How can a space so clearly intended to be experienced in motion have such appeal to those needing a place to stay?
The nearby Public Library is part of the answer. Augmenting the transient public space with real amenities, like the café, restrooms, and internet access stations, the library allows a secondary cycle of movement in the space, from public exterior to public interior. Transitioning between the two, the plaza-dweller moves from a social space to personal space and back again. This cycle can be sustained indefinitely; one can spend entire days looking for work and reading while keeping a finger on the pulse of an ever-changing social circle.
The library is not the only piece of the puzzle, however, for this space is truly defined by that which it lacks. Circumscribed by multi-story parking decks and speeding city traffic, the space is devoid of any prescribed function, other than the support of mobility and transit.
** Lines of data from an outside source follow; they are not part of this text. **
//! CLI argument definitions for the gradebook CLI

use clap::{builder::BoolishValueParser, Parser, Subcommand, ValueEnum};
use std::path::PathBuf;

use gradebook::config::ConfigOverrides;
use gradebook::logger::Level;

/// CLI log level argument
///
/// Converts to lowercase strings for config storage and to
/// `logger::Level` for runtime use.
#[derive(Copy, Clone, Debug, ValueEnum, PartialEq, Eq)]
pub enum LogLevelArg {
    /// Error-level logging
    Error,
    /// Warning-level logging
    Warn,
    /// Info-level logging
    Info,
    /// Debug-level logging
    Debug,
}

impl From<LogLevelArg> for Level {
    fn from(arg: LogLevelArg) -> Self {
        match arg {
            LogLevelArg::Error => Self::Error,
            LogLevelArg::Warn => Self::Warn,
            LogLevelArg::Info => Self::Info,
            LogLevelArg::Debug => Self::Debug,
        }
    }
}

impl std::fmt::Display for LogLevelArg {
    fn fmt(&self, f: &mut std::fmt::Formatter<'_>) -> std::fmt::Result {
        let as_str = match self {
            Self::Error => "error",
            Self::Warn => "warn",
            Self::Info => "info",
            Self::Debug => "debug",
        };
        write!(f, "{as_str}")
    }
}

#[derive(Debug, Subcommand)]
pub enum ConfigSubcommand {
    /// Display configuration values.
    ///
    /// If a KEY is provided, displays only that configuration value.
    /// If no KEY is provided, displays all configuration values.
    Get {
        /// Optional configuration key to display (e.g., `level`, `gradebook_file`)
        #[arg(value_name = "KEY")]
        key: Option<String>,
    },
    /// Set a configuration value.
    Set {
        /// Configuration key to set
        #[arg(value_name = "KEY")]
        key: String,
        /// Value to set
        #[arg(value_name = "VALUE")]
        value: String,
    },
    /// Unset a configuration value.
    Unset {
        /// Configuration key to unset
        #[arg(value_name = "KEY")]
        key: String,
    },
    /// Reset configuration to defaults (requires confirmation).
    Reset,
}

#[derive(Debug, Subcommand)]
pub enum Command {
    /// Manage configuration.
    ///
    /// If no subcommand is provided, displays all configuration values.
    Config {
        #[command(subcommand)]
        subcommand: Option<ConfigSubcommand>,
    },
}

#[derive(Parser, Debug)]
#[command(
    name = "gradebook",
    about = "Student gradebook command-line interface",
    version = env!("CARGO_PKG_VERSION")
)]
pub struct Cli {
    /// Set the runtime log level (error|warn|info|debug). Falls back to config if omitted.
    #[arg(long, value_enum)]
    pub log_level: Option<LogLevelArg>,

    /// Enable verbose output (runtime only)
    #[arg(short = 'v', long = "verbose")]
    pub verbose: bool,

    /// Enable debug-level logging and runtime debug flag (shorthand)
    #[arg(long = "debug")]
    pub debug_flag: bool,

    /// Write runtime logs to a file
    #[arg(long, value_name = "PATH")]
    pub log_file: Option<PathBuf>,

    /// Gradebook record file to use for this run (overrides config)
    #[arg(short = 'f', long = "file", value_name = "PATH")]
    pub gradebook_file: Option<PathBuf>,

    // --- Config overrides ---
    /// Override config logging level
    #[arg(long = "config-level", value_enum)]
    pub config_level: Option<LogLevelArg>,

    /// Override config log file path
    #[arg(long = "config-log-file", value_name = "PATH")]
    pub config_log_file: Option<PathBuf>,

    /// Override config verbose flag (true/false)
    #[arg(long = "config-verbose", value_parser = BoolishValueParser::new())]
    pub config_verbose: Option<bool>,

    /// Subcommand to execute.
    /// Runs the interactive gradebook shell when omitted.
    #[command(subcommand)]
    pub command: Option<Command>,
}

impl Cli {
    /// Convert CLI flags into config overrides
    ///
    /// The overrides apply to the loaded configuration for this run only;
    /// `None` means no override.
    pub fn to_config_overrides(&self) -> ConfigOverrides {
        ConfigOverrides {
            level: self.config_level.map(|lvl| lvl.to_string()),
            file: self
                .config_log_file
                .as_ref()
                .map(|p| p.to_string_lossy().to_string()),
            verbose: self.config_verbose,
            gradebook_file: self
                .gradebook_file
                .as_ref()
                .map(|p| p.to_string_lossy().to_string()),
        }
    }
}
Such a space is easily appropriated for other uses, as mobility demands a vacuum, an open and smooth space free of impediment or obstruction of any kind. It is this openness that draws the plaza-dweller to the site, a field of limitless possibility and personal freedom in an otherwise regimented and precisely delineated urban realm. Dwarfed by the surrounding structures, and blurred by the speed of passing vehicles, the individual can be left surprisingly and pleasantly alone, simultaneously alienated and empowered by the modern city.
The new transit plaza is just as busy as the bottlenecked intersection used to be, and remains so throughout the day and seasons. No longer consigned only to shopping, the image of social and commercial life in the plaza is constantly in flux. Upon entering the transient space, the city dweller defines the space’s use anew, changing from hour to hour, and day to day. What appears an empty wedge in an empty downtown is surprisingly full of people and conversations, music and laughter.